The plan is to break ground in the spring and open in 2005 on city-owned land a few blocks from the famed Hollywood Boulevard, GFN said.
Ivy Bottini, 77, board member of the Gay & Lesbian Elder Housing Corp., says the project will ensure there are "a whole bunch of older lesbian and gay people who will not have to live alone."
"Unless you have a social circle that's aging with you, it can be so hard," she told The Los Angeles Times. "There's a lot of isolation in growing old alone, without other people like yourself around you."
A survey conducted by Bottini's group two years ago found 72 percent of elderly 'gay' men and 37 percent of elderly lesbians said they had no one to care for them, according to GFN.
Brian M. Neimark, 34, the group's executive director, said younger homosexuals don't always pay enough attention to the fate of older people in their community,
"These are the people who fought so that I can walk down the street holding hands with someone," he told GFN. "But nobody's helping them.
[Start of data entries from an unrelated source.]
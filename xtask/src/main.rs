use anyhow::{Context, Result};
use clap::{Parser, Subcommand};
use serde::Deserialize;
use std::collections::BTreeMap;
use std::fs;
use std::io::Write;
use std::path::{Path, PathBuf};
use std::process::Command;
use std::time::Instant;

#[derive(Parser)]
#[command(name = "xtask")]
#[command(about = "treekit automation", long_about = None)]
struct Cli {
    #[command(subcommand)]
    command: Commands,
}

#[derive(Subcommand)]
enum Commands {
    /// Run the tree benchmarks against the std containers
    Bench {
        /// Run quickly (lower sample size/time)
        #[arg(long, default_value_t = false)]
        quick: bool,

        /// Generate report only (skip running benchmarks)
        #[arg(long, default_value_t = false)]
        report_only: bool,

        /// Extra crate features to enable, e.g. `tracing`
        #[arg(long)]
        features: Option<String>,
    },
}

const BENCH: &str = "tree_benchmark";
const CRITERION_DIR: &str = "target/criterion";
const REPORT_PATH: &str = "benchmark_results/report.md";

// xtask is a member of the crate's workspace, one level below its root.
fn workspace_root() -> PathBuf {
    let manifest_dir = Path::new(env!("CARGO_MANIFEST_DIR"));
    manifest_dir
        .parent()
        .unwrap_or(manifest_dir)
        .to_path_buf()
}

/// `new/estimates.json` as written by criterion; only the mean is read.
#[derive(Deserialize)]
struct Estimates {
    mean: Estimate,
}

#[derive(Deserialize)]
struct Estimate {
    point_estimate: f64,
}

/// `new/benchmark.json`: identifies the group and function of a measurement.
#[derive(Deserialize)]
struct BenchmarkId {
    group_id: String,
    function_id: Option<String>,
    value_str: Option<String>,
}

/// Mean time in nanoseconds, keyed by group then by function (and input).
type Results = BTreeMap<String, BTreeMap<String, f64>>;

fn main() -> Result<()> {
    let cli = Cli::parse();

    match cli.command {
        Commands::Bench {
            quick,
            report_only,
            features,
        } => {
            if !report_only {
                run_benchmarks(quick, features.as_deref())?;
            }
            generate_report()?;
        }
    }

    Ok(())
}

fn run_benchmarks(quick: bool, features: Option<&str>) -> Result<()> {
    println!("Running {BENCH}...");
    let start = Instant::now();

    let mut cmd = Command::new("cargo");
    cmd.current_dir(workspace_root()).env("CARGO_INCREMENTAL", "0");
    cmd.arg("bench").arg("--bench").arg(BENCH);
    if let Some(features) = features {
        cmd.arg("--features").arg(features);
    }

    // Args for the test runner (Criterion) go after --
    cmd.arg("--");
    if quick {
        cmd.arg("--measurement-time").arg("0.1");
        cmd.arg("--noplot");
        cmd.arg("--sample-size").arg("10");
    }

    let status = cmd.status().context("failed to launch cargo bench")?;
    if !status.success() {
        anyhow::bail!("benchmark run failed with {status}");
    }
    println!("Finished in {:.2?}", start.elapsed());
    Ok(())
}

fn generate_report() -> Result<()> {
    println!("\n>>> Generating Report...");

    let root = workspace_root();
    let criterion_dir = root.join(CRITERION_DIR);
    let criterion_dir = criterion_dir.as_path();
    if !criterion_dir.exists() {
        eprintln!("No criterion output found at {}", criterion_dir.display());
        return Ok(());
    }

    let mut results = Results::new();
    collect_results(criterion_dir, &mut results)?;

    let report_path = root.join(REPORT_PATH);
    let report_path = report_path.as_path();
    if let Some(parent) = report_path.parent() {
        fs::create_dir_all(parent)?;
    }
    let mut file = fs::File::create(report_path)
        .with_context(|| format!("cannot create {}", report_path.display()))?;

    writeln!(file, "# Tree Benchmark Report")?;
    for (group, rows) in &results {
        writeln!(file, "\n## {group}\n")?;
        writeln!(file, "| Benchmark | Mean | vs std |")?;
        writeln!(file, "|---|---|---|")?;
        for (name, &time_ns) in rows {
            let relative = match std_counterpart(rows, name) {
                Some(std_ns) if std_ns > 0.0 => format!("**{:.2}x**", time_ns / std_ns),
                _ => "-".to_string(),
            };
            writeln!(file, "| {name} | {} | {relative} |", format_time(time_ns))?;
        }
    }

    println!("Report written to {}", report_path.display());
    Ok(())
}

// The std measurement of the same group with the same input, if any.
fn std_counterpart(rows: &BTreeMap<String, f64>, name: &str) -> Option<f64> {
    if name.starts_with("std_") {
        return None;
    }
    let input = name.rsplit_once('/').map(|(_, input)| input);
    rows.iter()
        .find(|(other, _)| {
            other.starts_with("std_") && other.rsplit_once('/').map(|(_, input)| input) == input
        })
        .map(|(_, &time_ns)| time_ns)
}

fn format_time(time_ns: f64) -> String {
    if time_ns >= 1_000_000.0 {
        format!("{:.2} ms", time_ns / 1_000_000.0)
    } else if time_ns >= 1_000.0 {
        format!("{:.2} µs", time_ns / 1_000.0)
    } else {
        format!("{time_ns:.0} ns")
    }
}

// Structure: .../<benchmark>/new/{benchmark,estimates}.json
fn collect_results(dir: &Path, results: &mut Results) -> Result<()> {
    let Ok(entries) = fs::read_dir(dir) else {
        return Ok(());
    };

    for entry in entries.flatten() {
        let path = entry.path();
        if !path.is_dir() {
            continue;
        }
        if path.file_name().and_then(|s| s.to_str()) != Some("new") {
            collect_results(&path, results)?;
            continue;
        }

        let estimates_path = path.join("estimates.json");
        let id_path = path.join("benchmark.json");
        if !estimates_path.exists() || !id_path.exists() {
            continue;
        }

        let id: BenchmarkId = serde_json::from_str(&fs::read_to_string(&id_path)?)
            .with_context(|| format!("malformed {}", id_path.display()))?;
        let estimates: Estimates = serde_json::from_str(&fs::read_to_string(&estimates_path)?)
            .with_context(|| format!("malformed {}", estimates_path.display()))?;

        let mut name = id.function_id.unwrap_or_else(|| id.group_id.clone());
        if let Some(input) = id.value_str {
            name = format!("{name}/{input}");
        }
        results
            .entry(id.group_id)
            .or_default()
            .insert(name, estimates.mean.point_estimate);
    }

    Ok(())
}

#[cfg(test)]
mod tests {
    use super::*;

    #[test]
    fn test_workspace_root_holds_the_library_manifest() {
        let manifest = workspace_root().join("Cargo.toml");
        let text = fs::read_to_string(manifest).unwrap();
        assert!(text.contains("name = \"treekit\""));
        assert!(text.contains("members = [\"xtask\"]"));
    }

    #[test]
    fn test_std_counterpart_matches_input() {
        let rows: BTreeMap<String, f64> = [
            ("std_btree_set/100".to_string(), 10.0),
            ("std_btree_set/400".to_string(), 40.0),
            ("tree_set/400".to_string(), 80.0),
        ]
        .into_iter()
        .collect();
        assert_eq!(std_counterpart(&rows, "tree_set/400"), Some(40.0));
        assert_eq!(std_counterpart(&rows, "std_btree_set/100"), None);
    }
}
They get pushed to the fringe of the community and put out to pasture."
Unlike nearly every retirement home, seniors with same-sex partners will be able to share rooms at the new facility.
The homosexual rights group, Human Rights Campaign, says, however, more retirement communities of this kind are being planned nationwide as the current population of baby boomers begins to reach retirement. Existing communities are in Palmetto, Fla., Fort Myers, Fla., and Apache Junction, Ariz., GFN said. Another five are under development, two in San Francisco, two in New Mexico and one in North Carolina.
Officials estimate the greater Los Angeles area has 30,000 to 75,000 "gay," lesbian, bisexual and transgender senior citizens.
This is sad for anybody.
This reminds me of the "domestic partnership" questions asked of Bill Simon in the 2002 CA gubernatorial campaign. His answers were usually too complex for the fast-paced, soundbyte-oriented media, and he probably shouldn't have gone into such detail.
I think he supported "domestic partnership" benefits if those partnerships were broadened to include other types of relationships, such as between family members. He implied nonsexual relationships, but the homosexual agenda clearly is pushing for special rights only for homosexuals. I think that instead of stopping domestic partnerships, Simon would have diluted the meaning of them so that they couldn't possibly be equated with marriage and companies/society wouldn't support many special benefits for domestic partnerships.
If an old widower who qualified for senior housing could live with his younger widower brother, their companionship could bring joy to both of them. But, if they aren't a homosexual domestic partnership, the 2nd brother might not be allowed to live there until he also qualified for the senior housing. Why should the sexually deviant have more privileges/benefits than any other pair of normal friends?